Covid and closed borders: why Hong Kong has avoided inflation

Chan said the colour code for the “Leave Home Safe” risk-exposure app would be one step forward to try to use new technology to regulate the movement of those being isolated in a more precise manner.

The financial chief also said that “everyone” in the government could feel the desire among residents for the city to reopen its borders.

“[Residents hope to] enable Hong Kong to better connect with the world. No matter whether it is travelling back to the mainland or travelling internationally. So this is people’s aspiration,” he said.

“From an economic standpoint, it is [also] very important for Hong Kong. So I will assure you in government we accord highest priority to this issue. The government has a very strong urge to do this as soon as possible.”

Simon Lee Siu-po, an honorary fellow of the Asia-Pacific Institute of Business at Chinese University, predicted that Hong Kong’s economy could contract by 1 to 2 per cent this year.

A resident gets tested for Covid-19 at a mobile specimen collection station in Causeway Bay. Photo: Yik Yeung-man

“The fifth wave was hitting Hong Kong pretty hard in terms of economic activities and person-to-person business engagement. We still do not see the end of the tunnel,” said Lee, adding the economic situation was directly affected by the extent of the government’s virus fighting policy.

“Resumption of quarantine-free travel with the mainland is still going nowhere. International travel and related business activities have yet to be discussed. They hurt Hong Kong as a logistics and professional services hub.”

Lee also worried about the downward revision of GDP growth affecting not only high value-added activities such as conferences and exhibitions, overseas mergers and acquisitions, but also the income growth for Hong Kong people.

“I’m pessimistic about the people’s income growth. Take wealth management as an example – you need to deal with customers face to face when it comes to money and wealth-related services. Potential customers might seek offshore wealth management service instead of local professionals,” Lee argued.

Hong Kong to ‘inevitably’ cut 2022 growth forecast, finance chief warns

Gary Ng Cheuk-yan, senior economist at Natixis Corporate and Investment Bank, said the firm had expected GDP to grow by 1 per cent in 2022 and its view had not changed since the fifth wave hit.

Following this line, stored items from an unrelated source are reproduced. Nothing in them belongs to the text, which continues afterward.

//! Countdown status indicator

use serde::{Deserialize, Serialize};

use crate::state::TimerState;

/// Background tint that escalates as the phase nears its end
#[derive(Debug, Clone, Copy, PartialEq, Eq, Serialize, Deserialize)]
#[serde(rename_all = "lowercase")]
pub enum Tint {
    Calm,
    Warning,
    Urgent,
}

impl Tint {
    pub fn for_remaining(remaining_seconds: u64) -> Self {
        match remaining_seconds {
            0..=60 => Tint::Urgent,
            61..=300 => Tint::Warning,
            _ => Tint::Calm,
        }
    }

    pub fn color(self) -> &'static str {
        match self {
            Tint::Calm => "#1e8e3e",
            Tint::Warning => "#f29900",
            Tint::Urgent => "#d93025",
        }
    }
}

/// Short label plus tint; empty text while idle
#[derive(Debug, Clone, PartialEq, Eq, Serialize, Deserialize)]
pub struct Badge {
    pub text: String,
    pub tint: Tint,
    pub color: String,
}

impl Badge {
    pub fn idle() -> Self {
        Self::with_tint(String::new(), Tint::Calm)
    }

    /// Minutes (rounded up) above one minute, seconds at or below it
    pub fn for_remaining(remaining_seconds: u64) -> Self {
        let text = if remaining_seconds > 60 {
            format!("{}m", remaining_seconds.div_ceil(60))
        } else {
            format!("{}s", remaining_seconds)
        };
        Self::with_tint(text, Tint::for_remaining(remaining_seconds))
    }

    pub fn for_state(state: &TimerState) -> Self {
        if state.is_running {
            Self::for_remaining(state.remaining_seconds)
        } else {
            Self::idle()
        }
    }

    fn with_tint(text: String, tint: Tint) -> Self {
        Self {
            text,
            tint,
            color: tint.color().to_string(),
        }
    }
}

impl Default for Badge {
    fn default() -> Self {
        Self::idle()
    }
}

#[cfg(test)]
mod tests {
    use super::*;

    #[test]
    fn label_switches_from_minutes_to_seconds_at_one_minute() {
        assert_eq!(Badge::for_remaining(1500).text, "25m");
        assert_eq!(Badge::for_remaining(61).text, "2m");
        assert_eq!(Badge::for_remaining(60).text, "60s");
        assert_eq!(Badge::for_remaining(0).text, "0s");
    }

    #[test]
    fn tint_escalates_at_five_minutes_and_one_minute() {
        assert_eq!(Badge::for_remaining(301).tint, Tint::Calm);
        assert_eq!(Badge::for_remaining(300).tint, Tint::Warning);
        assert_eq!(Badge::for_remaining(61).tint, Tint::Warning);
        assert_eq!(Badge::for_remaining(60).tint, Tint::Urgent);
        assert_eq!(Badge::for_remaining(60).color, "#d93025");
    }

    #[test]
    fn idle_badge_is_blank() {
        assert_eq!(Badge::idle().text, "");
    }
}
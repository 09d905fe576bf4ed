//! Phase completion notifications

use std::{
    sync::{
        atomic::{AtomicU32, Ordering},
        Arc, Mutex,
    },
    thread,
};
use chrono::{DateTime, Duration, Utc};
use notify_rust::{Notification, Timeout};
use tokio::sync::mpsc;
use tracing::{debug, info, warn};

use crate::{
    error::{GuardError, Result},
    state::{Phase, PhaseDurations},
};

/// How long a notification stays up unless dismissed earlier
pub const NOTICE_LIFETIME_MS: u32 = 3_000;

#[derive(Debug, Clone, Copy, PartialEq, Eq, Hash)]
pub struct NoticeId(pub u32);

/// Content of a user-facing notification
#[derive(Debug, Clone, PartialEq, Eq)]
pub struct Notice {
    pub title: String,
    pub message: String,
}

impl Notice {
    /// Notice for a transition into `entered`, or `None` for the end of a single session
    pub fn for_transition(entered: Option<Phase>, durations: PhaseDurations) -> Self {
        match entered {
            Some(Phase::Break) => Self {
                title: "Focus time is over!".to_string(),
                message: format!(
                    "Good work! Enjoy a {}-minute break.",
                    minutes(durations.for_phase(Phase::Break))
                ),
            },
            Some(Phase::Work) => Self {
                title: "Break is over!".to_string(),
                message: format!(
                    "Time for {} minutes of focus.",
                    minutes(durations.work_seconds)
                ),
            },
            None => Self {
                title: "Focus session complete!".to_string(),
                message: "Well done. Blocked sites are available again.".to_string(),
            },
        }
    }
}

fn minutes(seconds: u64) -> u64 {
    seconds.div_ceil(60)
}

/// Shows and dismisses notifications
pub trait Notifier: Send {
    fn show(&self, notice: &Notice) -> Result<NoticeId>;
    fn dismiss(&self, id: NoticeId);
}

/// Work handed to the desktop notification thread
#[derive(Debug, Clone, PartialEq, Eq)]
enum DesktopRequest {
    Show(NoticeId, Notice),
    Dismiss(NoticeId),
}

/// Desktop notifications through the platform notification server.
///
/// Notification server calls block, so they run on a dedicated thread and
/// `show`/`dismiss` only queue requests for it.
pub struct DesktopNotifier {
    next_id: AtomicU32,
    requests: mpsc::UnboundedSender<DesktopRequest>,
}

impl DesktopNotifier {
    pub fn new() -> Self {
        let (requests, queue) = mpsc::unbounded_channel();
        let spawned = thread::Builder::new()
            .name("focus-guard-notify".to_string())
            .spawn(move || desktop_worker(queue));
        if let Err(e) = spawned {
            warn!("Failed to start notification thread: {}", e);
        }
        Self::with_queue(requests)
    }

    fn with_queue(requests: mpsc::UnboundedSender<DesktopRequest>) -> Self {
        Self { next_id: AtomicU32::new(0), requests }
    }
}

impl Default for DesktopNotifier {
    fn default() -> Self {
        Self::new()
    }
}

impl Notifier for DesktopNotifier {
    fn show(&self, notice: &Notice) -> Result<NoticeId> {
        let id = NoticeId(self.next_id.fetch_add(1, Ordering::Relaxed) + 1);
        self.requests
            .send(DesktopRequest::Show(id, notice.clone()))
            .map_err(|_| GuardError::Notification("notification thread stopped".to_string()))?;
        Ok(id)
    }

    fn dismiss(&self, id: NoticeId) {
        if self.requests.send(DesktopRequest::Dismiss(id)).is_err() {
            debug!("Notification thread gone, {} left to its timeout", id.0);
        }
    }
}

fn desktop_worker(mut queue: mpsc::UnboundedReceiver<DesktopRequest>) {
    #[cfg(all(unix, not(target_os = "macos")))]
    let mut handles = std::collections::HashMap::new();

    while let Some(request) = queue.blocking_recv() {
        match request {
            DesktopRequest::Show(id, notice) => {
                let shown = Notification::new()
                    .summary(&notice.title)
                    .body(&notice.message)
                    .appname("focus-guard")
                    .icon("alarm-clock")
                    .timeout(Timeout::Milliseconds(NOTICE_LIFETIME_MS))
                    .show();
                match shown {
                    #[cfg(all(unix, not(target_os = "macos")))]
                    Ok(handle) => {
                        handles.insert(id, handle);
                    }
                    #[cfg(not(all(unix, not(target_os = "macos"))))]
                    Ok(_) => {}
                    Err(e) => warn!("Failed to show notification {}: {}", id.0, e),
                }
            }
            DesktopRequest::Dismiss(id) => {
                #[cfg(all(unix, not(target_os = "macos")))]
                {
                    if let Some(handle) = handles.remove(&id) {
                        handle.close();
                    }
                }
                // Other platforms rely on the native timeout
                debug!("Dismissed notification {}", id.0);
            }
        }
    }
    debug!("Notification thread stopped");
}

/// Lifecycle event recorded by [`LogNotifier`]
#[derive(Debug, Clone, PartialEq, Eq)]
pub enum NoticeEvent {
    Shown(NoticeId, Notice),
    Dismissed(NoticeId),
}

/// Notifier for headless runs: logs and keeps a history
#[derive(Debug, Clone, Default)]
pub struct LogNotifier {
    next_id: Arc<AtomicU32>,
    history: Arc<Mutex<Vec<NoticeEvent>>>,
}

impl LogNotifier {
    pub fn new() -> Self {
        Self::default()
    }

    pub fn history(&self) -> Vec<NoticeEvent> {
        self.history.lock().map(|h| h.clone()).unwrap_or_default()
    }

    /// Notices shown so far, oldest first
    pub fn shown(&self) -> Vec<Notice> {
        self.history()
            .into_iter()
            .filter_map(|event| match event {
                NoticeEvent::Shown(_, notice) => Some(notice),
                NoticeEvent::Dismissed(_) => None,
            })
            .collect()
    }

    /// Ids shown and not yet dismissed
    pub fn open(&self) -> Vec<NoticeId> {
        let mut open = Vec::new();
        for event in self.history() {
            match event {
                NoticeEvent::Shown(id, _) => open.push(id),
                NoticeEvent::Dismissed(id) => open.retain(|o| *o != id),
            }
        }
        open
    }

    fn record(&self, event: NoticeEvent) {
        if let Ok(mut history) = self.history.lock() {
            history.push(event);
        }
    }
}

impl Notifier for LogNotifier {
    fn show(&self, notice: &Notice) -> Result<NoticeId> {
        let id = NoticeId(self.next_id.fetch_add(1, Ordering::Relaxed) + 1);
        info!("Notification: {} - {}", notice.title, notice.message);
        self.record(NoticeEvent::Shown(id, notice.clone()));
        Ok(id)
    }

    fn dismiss(&self, id: NoticeId) {
        self.record(NoticeEvent::Dismissed(id));
    }
}

/// At most one open notification, dismissed after its lifetime or when the
/// next one replaces it, whichever comes first
pub struct NoticeScope {
    notifier: Box<dyn Notifier>,
    lifetime: Duration,
    active: Option<(NoticeId, DateTime<Utc>)>,
}

impl NoticeScope {
    pub fn new(notifier: Box<dyn Notifier>) -> Self {
        Self {
            notifier,
            lifetime: Duration::milliseconds(NOTICE_LIFETIME_MS as i64),
            active: None,
        }
    }

    pub fn replace(&mut self, notice: Notice, now: DateTime<Utc>) {
        self.dismiss_active();
        match self.notifier.show(&notice) {
            Ok(id) => self.active = Some((id, now + self.lifetime)),
            Err(e) => warn!("Failed to show notification: {}", e),
        }
    }

    /// Dismiss the open notification once its lifetime has passed
    pub fn sweep(&mut self, now: DateTime<Utc>) {
        if matches!(self.active, Some((_, expires_at)) if now >= expires_at) {
            self.dismiss_active();
        }
    }

    pub fn has_active(&self) -> bool {
        self.active.is_some()
    }

    fn dismiss_active(&mut self) {
        if let Some((id, _)) = self.active.take() {
            self.notifier.dismiss(id);
        }
    }
}

#[cfg(test)]
mod tests {
    use super::*;

    #[test]
    fn notice_text_follows_the_entered_phase() {
        let durations = PhaseDurations::default();
        assert!(Notice::for_transition(Some(Phase::Break), durations).message.contains("5-minute"));
        assert!(Notice::for_transition(Some(Phase::Work), durations).message.contains("25 minutes"));
        assert_eq!(Notice::for_transition(None, durations).title, "Focus session complete!");
    }

    #[test]
    fn scope_dismisses_after_lifetime() {
        let log = LogNotifier::new();
        let mut scope = NoticeScope::new(Box::new(log.clone()));
        let now = Utc::now();

        scope.replace(Notice::for_transition(None, PhaseDurations::default()), now);
        scope.sweep(now + Duration::seconds(2));
        assert_eq!(log.open().len(), 1);

        scope.sweep(now + Duration::seconds(3));
        assert!(log.open().is_empty());
        assert!(!scope.has_active());
    }

    #[test]
    fn desktop_notifier_queues_work_for_its_thread() {
        let (requests, mut queue) = mpsc::unbounded_channel();
        let notifier = DesktopNotifier::with_queue(requests);
        let notice = Notice::for_transition(None, PhaseDurations::default());

        let first = notifier.show(&notice).unwrap();
        let second = notifier.show(&notice).unwrap();
        notifier.dismiss(first);

        assert_ne!(first, second);
        assert_eq!(queue.try_recv().unwrap(), DesktopRequest::Show(first, notice.clone()));
        assert_eq!(queue.try_recv().unwrap(), DesktopRequest::Show(second, notice));
        assert_eq!(queue.try_recv().unwrap(), DesktopRequest::Dismiss(first));
    }

    #[test]
    fn desktop_notifier_reports_a_stopped_thread() {
        let (requests, queue) = mpsc::unbounded_channel();
        drop(queue);
        let notifier = DesktopNotifier::with_queue(requests);

        let shown = notifier.show(&Notice::for_transition(None, PhaseDurations::default()));
        assert!(matches!(shown, Err(GuardError::Notification(_))));
        notifier.dismiss(NoticeId(1));
    }

    #[test]
    fn next_notice_dismisses_the_previous_one() {
        let log = LogNotifier::new();
        let mut scope = NoticeScope::new(Box::new(log.clone()));
        let now = Utc::now();
        let durations = PhaseDurations::default();

        scope.replace(Notice::for_transition(Some(Phase::Break), durations), now);
        scope.replace(Notice::for_transition(Some(Phase::Work), durations), now);

        assert_eq!(log.shown().len(), 2);
        assert_eq!(log.open(), vec![NoticeId(2)]);
        assert_eq!(log.history()[1], NoticeEvent::Dismissed(NoticeId(1)));
    }
}
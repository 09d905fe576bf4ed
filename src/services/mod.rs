//! Side-effect services module
//! 
//! Notifications and the countdown status indicator driven by the authority.

pub mod badge;
pub mod notifier;

// Re-export main types
pub use badge::{Badge, Tint};
pub use notifier::{
    DesktopNotifier, LogNotifier, Notice, NoticeEvent, NoticeId, NoticeScope, Notifier,
};
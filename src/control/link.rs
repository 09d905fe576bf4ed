//! Command channel from a control surface to the timer authority

use std::{sync::Arc, time::Duration};
use async_trait::async_trait;
use serde::{Deserialize, Serialize};
use tracing::debug;

use crate::{
    error::Result,
    state::{AppState, StartRequest, TimerState},
};

/// Upper bound on a state query before falling back to the snapshot
pub const QUERY_TIMEOUT: Duration = Duration::from_millis(750);

/// Fire-and-forget commands accepted by the authority
#[derive(Debug, Clone, PartialEq, Eq, Serialize, Deserialize)]
pub enum Command {
    Start(StartRequest),
    Stop,
    PhaseComplete,
    Switch,
}

impl Command {
    pub fn action(&self) -> &'static str {
        match self {
            Command::Start(_) => "start",
            Command::Stop => "stop",
            Command::PhaseComplete => "phase-complete",
            Command::Switch => "switch",
        }
    }
}

/// Request/response access to the authority
#[async_trait]
pub trait AuthorityLink: Send + Sync {
    /// Live timer state, answered within [`QUERY_TIMEOUT`]
    async fn query_state(&self) -> Result<TimerState>;

    async fn send(&self, command: Command) -> Result<()>;
}

/// Link to a daemon over its HTTP API
#[derive(Debug, Clone)]
pub struct HttpLink {
    client: reqwest::Client,
    base_url: String,
}

impl HttpLink {
    pub fn new(base_url: impl Into<String>) -> Result<Self> {
        let client = reqwest::Client::builder()
            .timeout(QUERY_TIMEOUT)
            .build()?;
        Ok(Self {
            client,
            base_url: base_url.into().trim_end_matches('/').to_string(),
        })
    }

    fn url(&self, path: &str) -> String {
        format!("{}/{}", self.base_url, path)
    }
}

#[async_trait]
impl AuthorityLink for HttpLink {
    async fn query_state(&self) -> Result<TimerState> {
        let state = self.client
            .get(self.url("state"))
            .send()
            .await?
            .error_for_status()?
            .json::<TimerState>()
            .await?;
        Ok(state)
    }

    async fn send(&self, command: Command) -> Result<()> {
        let request = self.client.post(self.url(command.action()));
        let request = match &command {
            Command::Start(start) => request.json(start),
            _ => request,
        };
        request.send().await?.error_for_status()?;
        debug!("Sent {} command", command.action());
        Ok(())
    }
}

/// Link to an authority living in the same process
#[derive(Clone)]
pub struct LocalLink {
    state: Arc<AppState>,
}

impl LocalLink {
    pub fn new(state: Arc<AppState>) -> Self {
        Self { state }
    }
}

#[async_trait]
impl AuthorityLink for LocalLink {
    async fn query_state(&self) -> Result<TimerState> {
        self.state.read(|authority| authority.state())
    }

    async fn send(&self, command: Command) -> Result<()> {
        self.state.apply(command.action(), |authority| match &command {
            Command::Start(request) => authority.start(request).map(|_| ()),
            Command::Stop => {
                authority.stop();
                Ok(())
            }
            Command::PhaseComplete | Command::Switch => {
                authority.complete_phase();
                Ok(())
            }
        })?
    }
}
//! Live navigation check layered on top of the rule engine

use serde::{Deserialize, Serialize};
use tracing::{debug, info};
use url::Url;

use super::{block_page::BlockPage, domains::BlockedDomainList};

#[derive(Debug, Clone, Copy, PartialEq, Eq, Serialize, Deserialize)]
#[serde(rename_all = "snake_case")]
pub enum NavigationKind {
    NavigationStart,
    HistoryStateUpdate,
}

/// A tab navigation observed by the browser
#[derive(Debug, Clone, PartialEq, Eq, Serialize, Deserialize)]
#[serde(rename_all = "camelCase")]
pub struct NavigationEvent {
    pub tab_id: u64,
    pub url: String,
    pub kind: NavigationKind,
    /// 0 is the top-level document
    #[serde(default)]
    pub frame_id: u64,
}

/// What the observer should do with the tab
#[derive(Debug, Clone, PartialEq, Eq, Serialize, Deserialize)]
#[serde(tag = "action", rename_all = "camelCase")]
pub enum NavigationVerdict {
    Allow,
    #[serde(rename_all = "camelCase")]
    Block { tab_id: u64, host: String, html: String },
}

/// Applies the same boundary-anchored matching as the rule engine
#[derive(Debug, Clone)]
pub struct NavigationGuard {
    domains: BlockedDomainList,
}

impl NavigationGuard {
    pub fn new(domains: BlockedDomainList) -> Self {
        Self { domains }
    }

    /// Block page for the tab, or `None` to let the navigation through.
    ///
    /// Malformed URLs and non-web schemes are ignored; the rule engine is the
    /// authoritative blocker.
    pub fn inspect(&self, event: &NavigationEvent, blocking_active: bool, remaining_seconds: u64) -> Option<BlockPage> {
        if !blocking_active || event.frame_id != 0 {
            return None;
        }

        let url = match Url::parse(&event.url) {
            Ok(url) => url,
            Err(e) => {
                debug!("Ignoring unparsable navigation URL {:?}: {}", event.url, e);
                return None;
            }
        };
        if !matches!(url.scheme(), "http" | "https") {
            return None;
        }
        let host = url.host_str()?;

        if self.domains.matches(host) {
            info!("Blocking {:?} navigation to {} in tab {}", event.kind, host, event.tab_id);
            Some(BlockPage::new(host, remaining_seconds))
        } else {
            None
        }
    }

    pub fn verdict(&self, event: &NavigationEvent, blocking_active: bool, remaining_seconds: u64) -> NavigationVerdict {
        match self.inspect(event, blocking_active, remaining_seconds) {
            Some(page) => NavigationVerdict::Block {
                tab_id: event.tab_id,
                html: page.render(),
                host: page.host,
            },
            None => NavigationVerdict::Allow,
        }
    }
}

#[cfg(test)]
mod tests {
    use super::*;
    use crate::blocking::SubdomainPolicy;

    fn guard() -> NavigationGuard {
        NavigationGuard::new(BlockedDomainList::new(["facebook.com"], SubdomainPolicy::Any))
    }

    fn event(url: &str) -> NavigationEvent {
        NavigationEvent {
            tab_id: 7,
            url: url.to_string(),
            kind: NavigationKind::NavigationStart,
            frame_id: 0,
        }
    }

    #[test]
    fn blocks_matching_host_while_active() {
        let page = guard().inspect(&event("https://m.facebook.com/feed"), true, 90).unwrap();
        assert_eq!(page, BlockPage::new("m.facebook.com", 90));
    }

    #[test]
    fn never_blocks_when_blocking_is_inactive() {
        assert!(guard().inspect(&event("https://facebook.com/"), false, 90).is_none());
    }

    #[test]
    fn lookalike_hosts_pass() {
        assert!(guard().inspect(&event("https://notfacebook.com/"), true, 90).is_none());
    }

    #[test]
    fn malformed_and_non_web_urls_are_ignored() {
        assert!(guard().inspect(&event("not a url"), true, 90).is_none());
        assert!(guard().inspect(&event("chrome://extensions"), true, 90).is_none());
        assert!(guard().inspect(&event("about:blank"), true, 90).is_none());
    }

    #[test]
    fn sub_frames_are_left_to_the_rule_engine() {
        let mut frame = event("https://facebook.com/plugin");
        frame.frame_id = 3;
        assert!(guard().inspect(&frame, true, 90).is_none());
    }

    #[test]
    fn history_updates_are_checked_too() {
        let mut spa = event("https://www.facebook.com/watch");
        spa.kind = NavigationKind::HistoryStateUpdate;
        match guard().verdict(&spa, true, 61) {
            NavigationVerdict::Block { tab_id, host, html } => {
                assert_eq!(tab_id, 7);
                assert_eq!(host, "www.facebook.com");
                assert!(html.contains("01:01"));
            }
            NavigationVerdict::Allow => panic!("expected block"),
        }
    }
}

“The zero-Covid policy keeps bringing uncertainty to our economy. We saw inflation pressure and central banks around the world have raised interest rates. Those pressures put on Hong Kong have not decreased,” he said.

Ng said the government had underestimated the impact of the fifth wave. Yet he said he believed that with the government revising GDP growth further downwards it might pave the way for quarantine, or even some other anti-epidemic measures, to be further relaxed in the near future.

“Maybe it saw the pressure of economic growth and wanted to have a better balance between fighting viruses and maintaining economic stability,” he said.

Ng added that residents were still relatively conservative in spending money, and hoped the government would consider further measures to stimulate the economy.